Kafka Basics

Event streaming:

  • Capturing data in real time from event- sources like databases, sensors, mobile devices, cloud services and software applications in the form of stream of events.

  • Even streams are stored durably for later retrieval manipulating processing and reacting to the event streamed in real time as well as retrospectively.

  • Ensures continuous flow and interpretation of data so that right information is at right place at the right time.

What can I use event streaming for??

  1. Process payments and transactions in real time such as stocks exchange , banks etc.
  2. Track logistics info in real time.
  3. React to customer interactions and orders such as in retail, the hotel and travel industry.
  4. Capture and analyze sensor data from IoT devices or other equipment.

Kafka is an even streaming platform.

  • Kafka combines 3 capabilities.

  • To publish (write) and subscribe (read) stream of events.

  • To store stream of events durably and reliably for as long as you want.
  • To process stream of events as they occur or retrospectively.

  • All these functionalities provided in a distributed, highly scalable, elastic, fault-tolerant and secure manner.

How does Kafka work??

  • It's a distributed system consisting of servers and clients that communicate via high performance TCP network protocol.

Servers:

  • Kafka is run as a cluster of one or more servers that can span multiple data centers or cloud regions. Some of these servers from the storage layer called the brokers.
  • Other servers run Kafka Connect to continuously import and export data as event streams to integrate Kafka with your existing systems such as relational DBS as well as other Kafka clusters

Clients: They allow you to write distributed application and microservices that read write and process streams of events in parallel at scale and in fault tolerant manner even in case of network problems.

Main concepts and Technology:

Event: Record or message or something happened

  • Writing or reading data in Kafka is in the form of events.

  • Events has a key value and timestamp and optional metadata.

Producers :

  • Clients that publish or write events to Kafka.

Consumers :

  • Clients that subscribe to read or process events.

Producers and consumers are fully decoupled and agnostic to each other.

Topics :

topic.PNG

  • Events are organized and durably stored in topics .

    or

  • Topic is a ordered collection of events .
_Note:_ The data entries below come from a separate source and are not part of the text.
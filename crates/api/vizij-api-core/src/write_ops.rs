//! Write operations produced by an evaluation pass, describing property
//! assignments on bound objects.
//!
//! WriteOp serializes to JSON as:
//!   { "path": "stage/Door.RelativeTransform", "value": { "type": "transform", "data": { ... } } }
//!
//! WriteBatch is an ordered Vec<WriteOp>; later ops win when a host applies it.

use crate::{typed_path::TypedPath, Value};
use serde::{Deserialize, Serialize};
use std::fmt;

#[derive(Debug, Clone, PartialEq, Serialize, Deserialize)]
pub struct WriteOp {
    pub path: TypedPath,
    pub value: Value,
}

impl WriteOp {
    pub fn new(path: TypedPath, value: Value) -> Self {
        Self { path, value }
    }
}

/// A batch of write operations. The sequencer emits one per evaluation.
#[derive(Debug, Clone, Default, PartialEq, Serialize, Deserialize)]
pub struct WriteBatch(pub Vec<WriteOp>);

impl WriteBatch {
    pub fn new() -> Self {
        WriteBatch(Vec::new())
    }

    pub fn with_capacity(cap: usize) -> Self {
        WriteBatch(Vec::with_capacity(cap))
    }

    pub fn push(&mut self, op: WriteOp) {
        self.0.push(op);
    }

    pub fn extend(&mut self, other: impl IntoIterator<Item = WriteOp>) {
        self.0.extend(other);
    }

    pub fn into_vec(self) -> Vec<WriteOp> {
        self.0
    }

    pub fn iter(&self) -> impl Iterator<Item = &WriteOp> {
        self.0.iter()
    }

    pub fn len(&self) -> usize {
        self.0.len()
    }

    pub fn is_empty(&self) -> bool {
        self.0.is_empty()
    }

    /// Value of the last op targeting `path`, i.e. what a host ends up with.
    pub fn get(&self, path: &TypedPath) -> Option<&Value> {
        self.0
            .iter()
            .rev()
            .find(|op| &op.path == path)
            .map(|op| &op.value)
    }

    pub fn append(&mut self, mut other: WriteBatch) {
        self.0.append(&mut other.0)
    }
}

impl IntoIterator for WriteBatch {
    type Item = WriteOp;
    type IntoIter = std::vec::IntoIter<WriteOp>;

    fn into_iter(self) -> Self::IntoIter {
        self.0.into_iter()
    }
}

impl fmt::Display for WriteOp {
    fn fmt(&self, f: &mut fmt::Formatter<'_>) -> fmt::Result {
        let val = serde_json::to_string(&self.value).map_err(|_| fmt::Error)?;
        write!(f, "{{ path: {}, value: {} }}", self.path, val)
    }
}
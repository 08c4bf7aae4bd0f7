//! Masked blendables: per-channel running totals for one property in one
//! evaluation pass, plus the marshalling between property values and channels.
//!
//! Contributions are folded in with [`MaskedBlendable::blend`] in any order and
//! combined once with [`MaskedBlendable::resolve`]:
//! - Absolute: weighted average of every absolute contribution.
//! - Relative: like absolute, but each value is an offset from the initial value.
//! - Additive: weighted sum layered on top of the absolute result (or on the
//!   initial value when nothing absolute touched the channel).
//!
//! Channels nobody touched keep the property's current value.

use vizij_api_core::{Value, ValueKind};

use crate::blend_type::BlendType;
use crate::channels::{ChannelScalar, MultiChannelValue};

#[derive(Clone, Debug)]
pub struct MaskedBlendable<T, const N: usize> {
    absolute_weights: [f32; N],
    absolute: MultiChannelValue<T, N>,
    additive: MultiChannelValue<T, N>,
    initial_value: Option<MultiChannelValue<T, N>>,
}

impl<T: ChannelScalar, const N: usize> Default for MaskedBlendable<T, N> {
    fn default() -> Self {
        Self {
            absolute_weights: [0.0; N],
            absolute: MultiChannelValue::new(),
            additive: MultiChannelValue::new(),
            initial_value: None,
        }
    }
}

impl<T: ChannelScalar, const N: usize> MaskedBlendable<T, N> {
    pub fn new() -> Self {
        Self::default()
    }

    fn initial(&mut self, initial_fn: impl FnOnce() -> [T; N]) -> MultiChannelValue<T, N> {
        *self
            .initial_value
            .get_or_insert_with(|| MultiChannelValue::from_array(initial_fn()))
    }

    /// Fold a single channel contribution.
    pub fn blend_value(
        &mut self,
        channel: usize,
        value: T,
        weight: f32,
        blend_type: BlendType,
        initial_fn: impl FnOnce() -> [T; N],
    ) {
        if channel >= N {
            debug_assert!(false, "channel {channel} out of range for {N} channels");
            return;
        }
        let w = T::from(weight);
        match blend_type {
            BlendType::Absolute => {
                self.absolute.increment(channel, value * w);
                self.absolute_weights[channel] += weight;
            }
            BlendType::Relative => {
                let initial = self.initial(initial_fn);
                self.absolute.increment(channel, (initial.get(channel) + value) * w);
                self.absolute_weights[channel] += weight;
            }
            BlendType::Additive => {
                self.additive.increment(channel, value * w);
            }
        }
    }

    /// Fold every set channel of `value`.
    pub fn blend(
        &mut self,
        value: &MultiChannelValue<T, N>,
        blend_type: BlendType,
        weight: f32,
        initial_fn: impl FnOnce() -> [T; N],
    ) {
        if blend_type == BlendType::Relative && !value.is_empty() {
            self.initial(initial_fn);
        }
        for (channel, v) in value.iter_set() {
            // Any initial value needed below is cached by now.
            self.blend_value(channel, v, weight, blend_type, || [T::default(); N]);
        }
    }

    /// Combine all contributions into a full channel value.
    pub fn resolve(
        &mut self,
        initial_fn: impl FnOnce() -> [T; N],
        current_fn: impl FnOnce() -> [T; N],
    ) -> MultiChannelValue<T, N> {
        let mut initial_fn = Some(initial_fn);
        let mut current_fn = Some(current_fn);
        let mut current: Option<[T; N]> = None;
        let mut result = MultiChannelValue::new();

        for channel in 0..N {
            let has_absolute = self.absolute.is_set(channel);
            let has_additive = self.additive.is_set(channel);
            let weight = self.absolute_weights[channel];

            let use_initial = (has_absolute && weight == 0.0) || (!has_absolute && has_additive);
            if use_initial {
                let initial = self.initial(|| {
                    initial_fn
                        .take()
                        .map(|f| f())
                        .unwrap_or([T::default(); N])
                });
                result.set(channel, initial.get(channel));
            } else if has_absolute {
                result.set(channel, self.absolute.get(channel) / T::from(weight));
            }

            if has_additive {
                result.increment(channel, self.additive.get(channel));
            }

            if !result.is_set(channel) {
                if current.is_none() {
                    current = current_fn.take().map(|f| f());
                }
                result.set(channel, current.map(|c| c[channel]).unwrap_or_default());
            }
        }

        debug_assert!(result.is_full(), "resolved blendable left channels unset");
        result
    }
}

/// Conversion between a property value and its blend channels.
pub trait PropertyChannels<T: ChannelScalar, const N: usize> {
    const KIND: ValueKind;

    /// `None` when `value` is not of [`Self::KIND`].
    fn to_channels(value: &Value) -> Option<[T; N]>;

    fn from_channels(channels: [T; N]) -> Value;

    /// Channels of the kind's neutral value.
    fn neutral() -> [T; N] {
        Self::to_channels(&Value::default_for(Self::KIND)).unwrap_or([T::default(); N])
    }
}

pub struct FloatChannels;
pub struct IntegerChannels;
pub struct Vec2Channels;
pub struct Vec3Channels;
pub struct Vec4Channels;
pub struct ColorChannels;
pub struct MarginChannels;
pub struct TransformChannels;
pub struct WidgetTransformChannels;

impl PropertyChannels<f32, 1> for FloatChannels {
    const KIND: ValueKind = ValueKind::Float;

    fn to_channels(value: &Value) -> Option<[f32; 1]> {
        match value {
            Value::Float(v) => Some([*v]),
            _ => None,
        }
    }

    fn from_channels(c: [f32; 1]) -> Value {
        Value::Float(c[0])
    }
}

impl PropertyChannels<f64, 1> for IntegerChannels {
    const KIND: ValueKind = ValueKind::Integer;

    fn to_channels(value: &Value) -> Option<[f64; 1]> {
        match value {
            Value::Integer(v) => Some([f64::from(*v)]),
            _ => None,
        }
    }

    fn from_channels(c: [f64; 1]) -> Value {
        let rounded = c[0].round().clamp(f64::from(i32::MIN), f64::from(i32::MAX));
        Value::Integer(rounded as i32)
    }
}

impl PropertyChannels<f32, 2> for Vec2Channels {
    const KIND: ValueKind = ValueKind::Vec2;

    fn to_channels(value: &Value) -> Option<[f32; 2]> {
        match value {
            Value::Vec2(v) => Some(*v),
            _ => None,
        }
    }

    fn from_channels(c: [f32; 2]) -> Value {
        Value::Vec2(c)
    }
}

impl PropertyChannels<f32, 3> for Vec3Channels {
    const KIND: ValueKind = ValueKind::Vec3;

    fn to_channels(value: &Value) -> Option<[f32; 3]> {
        match value {
            Value::Vec3(v) => Some(*v),
            _ => None,
        }
    }

    fn from_channels(c: [f32; 3]) -> Value {
        Value::Vec3(c)
    }
}

impl PropertyChannels<f32, 4> for Vec4Channels {
    const KIND: ValueKind = ValueKind::Vec4;

    fn to_channels(value: &Value) -> Option<[f32; 4]> {
        match value {
            Value::Vec4(v) => Some(*v),
            _ => None,
        }
    }

    fn from_channels(c: [f32; 4]) -> Value {
        Value::Vec4(c)
    }
}

impl PropertyChannels<f32, 4> for ColorChannels {
    const KIND: ValueKind = ValueKind::ColorRgba;

    fn to_channels(value: &Value) -> Option<[f32; 4]> {
        match value {
            Value::ColorRgba(v) => Some(*v),
            _ => None,
        }
    }

    fn from_channels(c: [f32; 4]) -> Value {
        Value::ColorRgba(c)
    }
}

impl PropertyChannels<f32, 4> for MarginChannels {
    const KIND: ValueKind = ValueKind::Margin;

    fn to_channels(value: &Value) -> Option<[f32; 4]> {
        match value {
            Value::Margin {
                left,
                top,
                right,
                bottom,
            } => Some([*left, *top, *right, *bottom]),
            _ => None,
        }
    }

    fn from_channels(c: [f32; 4]) -> Value {
        Value::margin(c[0], c[1], c[2], c[3])
    }
}

/// Translation xyz, rotation roll/pitch/yaw (degrees), scale xyz.
impl PropertyChannels<f32, 9> for TransformChannels {
    const KIND: ValueKind = ValueKind::Transform;

    fn to_channels(value: &Value) -> Option<[f32; 9]> {
        match value {
            Value::Transform {
                translation: t,
                rotation: r,
                scale: s,
            } => Some([t[0], t[1], t[2], r[0], r[1], r[2], s[0], s[1], s[2]]),
            _ => None,
        }
    }

    fn from_channels(c: [f32; 9]) -> Value {
        Value::transform([c[0], c[1], c[2]], [c[3], c[4], c[5]], [c[6], c[7], c[8]])
    }
}

/// Translation xy, scale xy, shear xy, angle.
impl PropertyChannels<f32, 7> for WidgetTransformChannels {
    const KIND: ValueKind = ValueKind::WidgetTransform;

    fn to_channels(value: &Value) -> Option<[f32; 7]> {
        match value {
            Value::WidgetTransform {
                translation: t,
                scale: s,
                shear: h,
                angle,
            } => Some([t[0], t[1], s[0], s[1], h[0], h[1], *angle]),
            _ => None,
        }
    }

    fn from_channels(c: [f32; 7]) -> Value {
        Value::WidgetTransform {
            translation: [c[0], c[1]],
            scale: [c[2], c[3]],
            shear: [c[4], c[5]],
            angle: c[6],
        }
    }
}
//! Vizij Sequencer Core (engine-agnostic)
//!
//! Keyed curves, section easing and multi-channel blending for sequences of
//! property animations. An [`Engine`] evaluates a loaded [`Sequence`] at a
//! time: every contributing section samples its curves, weights the result by
//! its easing and blends it into an accumulator cell per property; the cells
//! are then resolved into a `WriteBatch` for the host to apply.

pub mod accumulate;
pub mod binding;
pub mod blend_type;
pub mod blendable;
pub mod channels;
pub mod config;
pub mod curve;
pub mod easing;
pub mod engine;
pub mod error;
pub mod ids;
pub mod section;
pub mod sequence;
pub mod store;
pub mod template;
pub mod track;

// Re-exports for consumers (adapters)
pub use accumulate::{Accumulator, BlendableToken, ChannelValues};
pub use binding::{BindingResolver, Operand, PropertyValueSource, StaticBindings};
pub use blend_type::{BlendType, BlendTypeField};
pub use blendable::{MaskedBlendable, PropertyChannels};
pub use channels::{ChannelScalar, MultiChannelValue};
pub use config::Config;
pub use curve::{
    Extrapolation, InterpMode, KeyHandle, RichCurve, RichCurveKey, StepCurve, TangentMode,
    TangentWeightMode,
};
pub use easing::{BuiltInEasing, EasingFunction, EasingSettings};
pub use engine::Engine;
pub use error::SequencerError;
pub use ids::{BindingId, SequenceId};
pub use section::{Section, SectionData, TransformMask};
pub use sequence::{parse_sequence_json, ObjectBinding, Sequence};
pub use store::PropertyStore;
pub use template::{EvaluationContext, PropertyTemplate, SectionTemplate};
pub use track::PropertyTrack;
pub use vizij_api_core::{TypedPath, Value, ValueKind, WriteBatch, WriteOp};
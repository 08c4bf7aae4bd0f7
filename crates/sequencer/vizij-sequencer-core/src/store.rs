//! In-memory property store for hosts and tests.
//!
//! Holds current property values and snapshots the pre-animation value of a
//! property the first time a write batch touches it, so animated properties
//! can be restored afterwards.

use hashbrown::HashMap;
use vizij_api_core::{TypedPath, Value, WriteBatch};

use crate::binding::PropertyValueSource;

#[derive(Clone, Debug, Default)]
pub struct PropertyStore {
    current: HashMap<TypedPath, Value>,
    /// `None` when the property had no value before it was animated.
    initial: HashMap<TypedPath, Option<Value>>,
}

impl PropertyStore {
    pub fn new() -> Self {
        Self::default()
    }

    /// Set a value outside of animation (does not touch snapshots).
    pub fn set(&mut self, path: TypedPath, value: Value) {
        self.current.insert(path, value);
    }

    pub fn get(&self, path: &TypedPath) -> Option<&Value> {
        self.current.get(path)
    }

    pub fn is_animated(&self, path: &TypedPath) -> bool {
        self.initial.contains_key(path)
    }

    /// Apply a batch, snapshotting untouched properties first.
    pub fn apply(&mut self, batch: &WriteBatch) {
        for op in batch.iter() {
            if !self.initial.contains_key(&op.path) {
                let before = self.current.get(&op.path).cloned();
                self.initial.insert(op.path.clone(), before);
            }
            self.current.insert(op.path.clone(), op.value.clone());
        }
    }

    /// Put every animated property back to its snapshot and forget the snapshots.
    pub fn restore_initial(&mut self) {
        for (path, before) in self.initial.drain() {
            match before {
                Some(value) => {
                    self.current.insert(path, value);
                }
                None => {
                    self.current.remove(&path);
                }
            }
        }
    }
}

impl PropertyValueSource for PropertyStore {
    fn initial_value(&self, path: &TypedPath) -> Option<Value> {
        match self.initial.get(path) {
            Some(before) => before.clone(),
            None => self.current.get(path).cloned(),
        }
    }

    fn current_value(&self, path: &TypedPath) -> Option<Value> {
        self.current.get(path).cloned()
    }
}

#[cfg(test)]
mod tests {
    use super::*;
    use vizij_api_core::WriteOp;

    #[test]
    fn snapshot_on_first_touch() {
        let p = TypedPath::parse("stage/A.Opacity").unwrap();
        let q = TypedPath::parse("stage/A.Tint").unwrap();
        let mut store = PropertyStore::new();
        store.set(p.clone(), Value::Float(1.0));

        let mut batch = WriteBatch::new();
        batch.push(WriteOp::new(p.clone(), Value::Float(0.2)));
        batch.push(WriteOp::new(q.clone(), Value::ColorRgba([1.0; 4])));
        store.apply(&batch);
        store.apply(&WriteBatch(vec![WriteOp::new(p.clone(), Value::Float(0.4))]));

        assert_eq!(store.initial_value(&p), Some(Value::Float(1.0)));
        assert_eq!(store.current_value(&p), Some(Value::Float(0.4)));
        assert_eq!(store.initial_value(&q), None);
        assert!(store.is_animated(&q));

        store.restore_initial();
        assert_eq!(store.get(&p), Some(&Value::Float(1.0)));
        assert_eq!(store.get(&q), None);
        assert!(!store.is_animated(&p));
    }
}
  • Topic in Kafka is always multi producer and multi subscriber.

  • It can have 0, 1 or many producers and consumers to read and write.

  • Topics are partitioned meaning a topic is spread over number of buckets located on different Kafka brokers.

  • Events within same even key (example:2 customer or vehicle id) are written to same partition and Kafka guarantees that any consumer of a given topic partition will always read partition event in same order they are written.

  • To make data fault tolerant and highly available every topic can be replicated even across geo regions or data centers.